Mário Cruz / Lusa

Ana Sofia Antunes, ex-presidente da Associação de Cegos e Amblíopes de Portugal (ACAPO), é a nova secretária de Estado da Inclusão das Pessoas com Deficiência.

A capa do Correio da Manhã que realça que “Costa chama cega e cigano para o Governo” originou revolta nas Redes Sociais e 175 queixas à Entidade Reguladora para a Comunicação Social.

De todos os quadrantes da sociedade saíram críticas à escolha do jornal do grupo Cofina para o título do artigo acerca do novo governo de António Costa, destacando em particular a nomeação dos secretários de Estado Carlos Miguel, filho e neto de ciganos, e Ana Sofia Antunes, cega.

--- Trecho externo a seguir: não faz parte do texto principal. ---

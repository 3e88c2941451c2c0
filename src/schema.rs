//! The `schema` module implements the schema algebra: the closed set of
//! schema kinds, each of which knows how to size and serialize both its own
//! wire descriptor and the values it governs.

use crate::error::{Error, Result};
use crate::sink::EntryBuf;
use crate::value::Value;
use std::fmt::Debug;
use std::sync::Arc;

mod collection;
mod primitive;
mod record;
mod translate;

pub use collection::{EnumSchema, ListSchema};
pub use primitive::{BoolSchema, Float64Schema, Int32Schema, Int64Schema, StrSchema};
pub use record::{CustomSchema, RecordSchema, TypedRecordSchema};
pub use translate::TranslateSchema;

/// Number of bytes a kind tag occupies on the wire.
pub const TAG_LEN: usize = 4;

/// Name of the implicit discriminator field in typed and custom records.
pub const TYPE_FIELD: &str = ".type";

/// The stable kind registry. Tag values are part of the wire format and must
/// never be renumbered. Reflected, typed and custom records are
/// wire-identical and share `Record`.
#[derive(Copy, Clone, Debug, Eq, PartialEq, Hash)]
#[repr(i32)]
pub enum Tag {
  Record = 0,
  Int32 = 1,
  Int64 = 2,
  Float64 = 3,
  Str = 4,
  Bool = 5,
  Enum = 6,
  List = 7,
}

impl Tag {
  /// Wire value for this kind.
  pub fn code(self) -> i32 {
    self as i32
  }
}

/// The contract every schema kind satisfies.
///
/// Size accounting must be exact: `encode_schema` produces `schema_size`
/// bytes, `encode_obj` produces `obj_size(value)` bytes, and any
/// disagreement surfaces as [`Error::SizeMismatch`] before the sink sees a
/// byte. Descriptors always begin with the kind tag.
///
/// The provided methods cover the parameterless kinds, whose descriptor is
/// the tag alone; parameterized kinds override both.
///
/// [`Error::SizeMismatch`]: crate::Error::SizeMismatch
pub trait Schema: Debug + Send + Sync {
  /// The kind tag of this schema.
  fn tag(&self) -> Tag;

  /// Number of bytes `encode_schema` will produce.
  fn schema_size(&self) -> usize {
    TAG_LEN
  }

  /// Writes this schema's wire descriptor, starting with its tag.
  fn encode_schema(&self, buf: &mut EntryBuf) -> Result<()> {
    buf.put_i32(self.tag().code())
  }

  /// Exact number of bytes `encode_obj` will produce for `value`.
  fn obj_size(&self, value: &Value) -> Result<usize>;

  /// Writes `value`, consuming exactly `obj_size(value)` bytes.
  fn encode_obj(&self, value: &Value, buf: &mut EntryBuf) -> Result<()>;
}

/// Encodes `schema`'s descriptor into an exact-sized buffer.
pub fn descriptor_bytes(schema: &dyn Schema) -> Result<Vec<u8>> {
  let mut buf = EntryBuf::with_capacity(schema.schema_size());
  schema.encode_schema(&mut buf)?;
  buf.finish()
}

/// Encodes `value` under `schema` into an exact-sized buffer.
pub fn value_bytes(schema: &dyn Schema, value: &Value) -> Result<Vec<u8>> {
  let mut buf = EntryBuf::with_capacity(schema.obj_size(value)?);
  schema.encode_obj(value, &mut buf)?;
  buf.finish()
}

/// Checks that `len` fits a 32-bit wire count.
pub(crate) fn count_i32(what: &'static str, len: usize) -> Result<i32> {
  if len > i32::MAX as usize {
    Err(Error::Oversize { what, len })
  } else {
    Ok(len as i32)
  }
}

pub fn int32() -> Arc<dyn Schema> {
  Arc::new(Int32Schema)
}

pub fn int64() -> Arc<dyn Schema> {
  Arc::new(Int64Schema)
}

pub fn float64() -> Arc<dyn Schema> {
  Arc::new(Float64Schema)
}

pub fn boolean() -> Arc<dyn Schema> {
  Arc::new(BoolSchema)
}

pub fn string() -> Arc<dyn Schema> {
  Arc::new(StrSchema)
}

/// Shorthand for an [`EnumSchema`] over `constants`.
pub fn enumeration<I, S>(constants: I) -> Arc<dyn Schema>
where
  I: IntoIterator<Item = S>,
  S: Into<String>,
{
  Arc::new(EnumSchema::new(constants))
}

/// Shorthand for a [`ListSchema`] over `elem`.
pub fn list(elem: Arc<dyn Schema>) -> Arc<dyn Schema> {
  Arc::new(ListSchema::new(elem))
}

A capa da edição de quinta-feira, 26 de Novembro, começou por gerar polémica nas Redes Sociais e acabou por chegar à Entidade Reguladora para a Comunicação Social, ERC, que confirmou à Lusa ter recebido 175 queixas sobre o caso.

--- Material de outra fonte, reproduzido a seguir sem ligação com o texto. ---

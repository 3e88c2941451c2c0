//! Typed, self-describing binary logging.
//!
//! # Goals
//!
//! * Append strongly typed value streams ("channels") to a compact binary
//!   log
//! * Self-describing output: channel names and schemas travel in the
//!   stream, so readers need no out-of-band metadata
//! * Exact byte accounting: every entry is sized up front and written in
//!   one contiguous sink call
//!
//! # Example
//!
//! ```
//! use rrlog::prelude::*;
//!
//! # fn main() -> rrlog::Result<()> {
//! let sink = MemSink::new();
//! let writer = LogWriter::new(Box::new(sink.clone()))?;
//!
//! let ints = writer.add_channel("ints", rrlog::schema::int32())?;
//! writer.write(ints, &Value::Int(42))?;
//! writer.close()?;
//!
//! assert_eq!(&sink.bytes()[..4], &[0x52, 0x52, 0x00, 0x01]);
//! # Ok(())
//! # }
//! ```

pub mod channel;
pub mod decl;
pub mod derive;
pub mod error;
pub mod registry;
pub mod schema;
pub mod sink;
pub mod value;
pub mod writer;

pub use error::{Error, Result};

/// A collection of commonly used types.
pub mod prelude {
  pub use crate::channel::{Channel, Downsampler, Typed};
  pub use crate::derive::{Loggable, TypeDesc};
  pub use crate::error::{Error, Result};
  pub use crate::registry::SchemaRegistry;
  pub use crate::schema::Schema;
  pub use crate::sink::{FileSink, MemSink, Sink};
  pub use crate::value::Value;
  pub use crate::writer::{ChannelId, LogWriter};
}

“Estas participações serão analisadas pelos serviços da ERC, no âmbito do processo que será aberto pela entidade”, frisou fonte da ERC à Lusa.

A Comissão da Carteira Profissional de Jornalista recebeu também já uma queixa.

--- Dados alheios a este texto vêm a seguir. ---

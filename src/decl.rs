//! Declarative schema descriptions: a serde-deserializable mirror of the
//! schema algebra's parameter-carrying kinds, so channels can be declared
//! in YAML or JSON configuration rather than code.

use crate::error::{Error, Result};
use crate::schema::{self, RecordSchema, Schema};
use serde::{Deserialize, Serialize};
use std::collections::BTreeMap;
use std::sync::Arc;

/// The declared type of a channel, record field or list element.
#[derive(Debug, Deserialize, Serialize)]
#[serde(untagged)]
pub enum TypeDecl {
  /// A named builtin: `i32`, `i64`, `f64`, `bool` or `str`.
  Name(String),

  /// An enumeration of possible string values.
  ///
  /// Declared order is the ordinal order on the wire.
  Enum {
    #[serde(rename = "enum")]
    constants: Vec<String>,
  },

  /// A nested record or list.
  Nested(CompositeDecl),
}

/// A composite declaration: a record of named fields or a homogeneous list.
#[derive(Debug, Deserialize, Serialize)]
#[serde(rename_all = "kebab-case")]
pub enum CompositeDecl {
  /// Field name to type. A `BTreeMap` is used so the declared field order
  /// is deterministic (sorted by name) no matter the config format.
  Record(BTreeMap<String, TypeDecl>),
  List(Box<TypeDecl>),
}

impl TypeDecl {
  /// Builds the schema this declaration describes.
  pub fn build(&self) -> Result<Arc<dyn Schema>> {
    match self {
      TypeDecl::Name(name) => builtin(name),
      TypeDecl::Enum { constants } => Ok(schema::enumeration(constants.iter().cloned())),
      TypeDecl::Nested(composite) => composite.build(),
    }
  }
}

impl CompositeDecl {
  pub fn build(&self) -> Result<Arc<dyn Schema>> {
    match self {
      CompositeDecl::Record(fields) => {
        let fields = fields
          .iter()
          .map(|(name, decl)| Ok((name.clone(), decl.build()?)))
          .collect::<Result<Vec<_>>>()?;
        Ok(Arc::new(RecordSchema::new(fields)))
      }
      CompositeDecl::List(elem) => Ok(schema::list(elem.build()?)),
    }
  }
}

fn builtin(name: &str) -> Result<Arc<dyn Schema>> {
  match name {
    "i32" => Ok(schema::int32()),
    "i64" => Ok(schema::int64()),
    "f64" => Ok(schema::float64()),
    "bool" => Ok(schema::boolean()),
    "str" => Ok(schema::string()),
    _ => Err(Error::UnsupportedType(format!(
      "unknown builtin type name '{}'",
      name
    ))),
  }
}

O director do Correio da Manhã, Octávio Ribeiro, já reagiu à onda de indignação no seu editorial

no jornal deste sábado, frisando que “o pior cego é o que não quer ler”.

“O CM disse que uma cega é cega e que um cigano é cigano”, escreve Octávio Ribeiro, notando que os dois secretários de Estado em causa sempre assumiram as suas “condições” e que encontram nelas “um acrescido orgulho pelos seus trajectos”.

Num artigo sobre a nomeação da luso-angolana Francisca Van Dunem como ministra da Justiça, intitulado “De que cor é esta ministra?“, a directora do Público, Bárbara Reis, tinha já defendido que “não faz sentido fazer de conta que não reparámos”.

“Não compreendo os que dizem que é racismo e discriminação noticiar que Van Dunem é negra”, diz Bárbara Reis, realçando que “o mundo reparou que Obama foi o primeiro Presidente negro dos Estados Unidos”.

A jornalista terminava com a ideia de que a “boa notícia” será “quando na Europa deixarmos de notar que no poder não há só brancos”.